Obsidian has slipped into Fallout 3's clothes as comfortably as it once assumed KOTOR's mantle. New Vegas is technically and mechanically almost identical to the older game. As he walks us through a demo, creative director Chris Avellone reveals a number of tweaks and additions to Fallout 3's character development, conversational storytelling and the crunchy, stop-start hyper-violence of its VATS-powered combat. But the engine is plainly unchanged and to all intents and purposes, the game looks just the same.

The draw distance is stupendous, and makes amends for the creaky animation and slightly rough detailing you'll remember from Fallout 3.
It doesn't feel quite the same, however. It's three years later. The Mojave desert, though still identifiably post-holocaust, is nowhere near as ruined or bleak as the Capital Wasteland. Buildings stand whole, there's a pale wash of blue in the sky, scrubby vegetation clings to the landscape and some warmth and colour have seeped back into the scene. Although he doesn't take us there, Avellone teases us with glimpses of the still-standing Las Vegas Strip dominated by the huge Stratosphere tower, McCarran airport in the foreground.
Where Fallout 3 had you emerging from the buried Vault into a hostile world like a visitor from another planet, New Vegas casts you as a surface survivor, a functioning member of some sort of society, and starts by surrounding you with a few friendly faces. You're a courier who's been left for dead by bandits, but a mysterious robot named Vic - displaying Vegas Vic, the city's cartoon cowboy mascot, on his chest - recovers your body and takes you to Doc Mitchell to bring you back to the land of the living.
A rapid character-creation process allows you a few more options - creating an older character, for example - and suggests the skills you might take according to your answers to the doctor's personality questionnaire and Rorschach test (you don't have to follow these suggestions, naturally). The skills, like the stats, are all familiar and include combat skills like explosives as well as social skills like bartering. A scavenged Vault jumpsuit and Pip-Boy personal interface ensure that you'll feel at home, and you're dispatched to the saloon of the village of Good Springs (like many of New Vegas' locations, a real place) to meet a female hunter called Sunny Smiles who'll walk you through the tutorial quests.

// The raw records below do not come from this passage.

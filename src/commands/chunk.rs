//! ### chunk subcommand
//!
//! Reads raw sectors and either hexdumps them to a terminal or streams the
//! bytes when stdout is piped onward.

use std::io::Write;
use crate::STDRESULT;

pub fn chunk(cmd: &clap::ArgMatches) -> STDRESULT {
    let (_path,mut img) = super::get_image(cmd)?;
    let offset = super::get_u64(cmd,"offset",0)?;
    let count = super::get_u64(cmd,"count",1)? as usize;
    let buf = img.read_sectors(offset,count)?;
    match atty::is(atty::Stream::Stdout) {
        true => crate::display_block(offset*512,&buf),
        false => std::io::stdout().write_all(&buf).expect("could not write stdout")
    }
    Ok(())
}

New Vegas takes Fallout's fifties futurism and adds a touch of the nineties. The 1890s.
It's at this point that you're offered a chance to play in New Vegas' new Hardcore mode for "veteran players". In Hardcore, healing from stim-packs only happens over time and cannot mend broken limbs, ammo has weight, and you'll need to drink regularly to stave off dehydration as you wander the wastes of the Mojave. If Hardcore proves too much for you you can revert to Normal at any time, but once you do that, you can't go back, and you won't get the special achievement for completing the game on Hardcore.
Appropriate to its location, New Vegas has a Wild West, frontiersman feel. Dust devils cross your path, an old prospector called Easy Pete rocks his chair on a porch, and Trudy, the down-home saloon-owner, wants help against the bounty hunter Joe Cobb and his gang who are holding the town to ransom. This is all after you go hunting for Geckos (one of many references to Fallout 2 Obsidian is folding into the game) to learn, or re-learn, your way around the real-time, first-person combat with optional tactical pauses via VATS.
The carefully-crafted prologue ensures there's a low-level weapon for every weapon skill in the area, and conversational options for all the possible powers of persuasion in the mission to defeat (or, of course, side with) Cobb's gang. It introduces you to the new special abilities unlocked with every melee weapon in the game - a nine-iron golf club comes with a destructive blow called "Fore!" - and New Vegas' biggest new element, a reputation system.
A new entry in the Pip-Boy gives you a perk for a particular location or faction if your reputation with a faction changes. Defeat Cobb and you earn "Accepted" with Good Springs - "folks have come to accept you for your helpful nature". Ultimately, this system plays into the game's principal narrative struggle between the New Californian Republic (NCR) militia, based at McCarran, and a group of slavers called Caesar's legion. If you know Vegas, you can probably guess where you'll find their HQ. Whichever you side with, the other will be your principal enemy in the game.
Other factions like the Brotherhood of Steel and the Super Mutants are around, naturally, and can be played against, for or even toyed with. Avellone shows us an assault on the stronghold of the Super Mutant Tabetha, a mentally unstable, hulking brute in a blonde bob wig and love-heart glasses. It's possible to pave the way to her death by turning two generations of mutants - the tough first generation and the "dum dums" from the military base in Fallout 2 - against each other, exploiting their paranoia in radio transmissions.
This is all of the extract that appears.